Erasure EPs chronology
| Am I Right? (1991) | Abba-esque (1992) | I Love Saturday (1994) |

= Abba-esque =

1992 EP by Erasure

Abba-esque is an extended play (EP) by English synth-pop duo Erasure. Released on 1 June 1992, the EP was Erasure's first and only No. 1 on the UK Singles Chart and also became a No. 1 hit in Austria, Denmark, Finland, Greece, Ireland, and Sweden.

Professional ratings
Review scores
| Source | Rating |
| Entertainment Weekly | C+ |
| Freaky Trigger | 5/10 |
| Spin Alternative Record Guide | 7/10 |

==Background==
Mute Records released Abba-esque in the United Kingdom, while Elektra Records released it in the United States. Music videos were produced for all four tracks and issued as a video EP on VHS. A remix EP was also released by Mute Records in the UK which featured the same four songs in heavily reworked form. Shortly after the release, ABBA's Gold: Greatest Hits album also came out, sparking a revival of ABBA's music that has endured well into the 21st century.

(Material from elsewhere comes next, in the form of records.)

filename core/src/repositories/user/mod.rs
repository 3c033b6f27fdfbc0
pub mod r#trait {
    pub use super::trait_::*;
}
#[path = "trait.rs"]
mod trait_;

pub use r#trait::UserRepository;
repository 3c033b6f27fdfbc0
pub mod memory;
pub mod session;
pub mod user;

pub use memory::InMemoryStore;
pub use session::SessionRepository;
pub use user::UserRepository;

After peaking at No. 2 twice (with "Sometimes" in 1986 and Crackers International in 1988), Erasure finally reached No. 1 in the UK with this release, remaining there for five weeks. In the United States, where EPs chart on the Billboard 200, Abba-esque peaked at No. 85. In Sweden the EP peaked at No. 1, staying there for six consecutive weeks, and it also peaked atop the charts of Austria, Denmark, Finland, Greece, and Ireland.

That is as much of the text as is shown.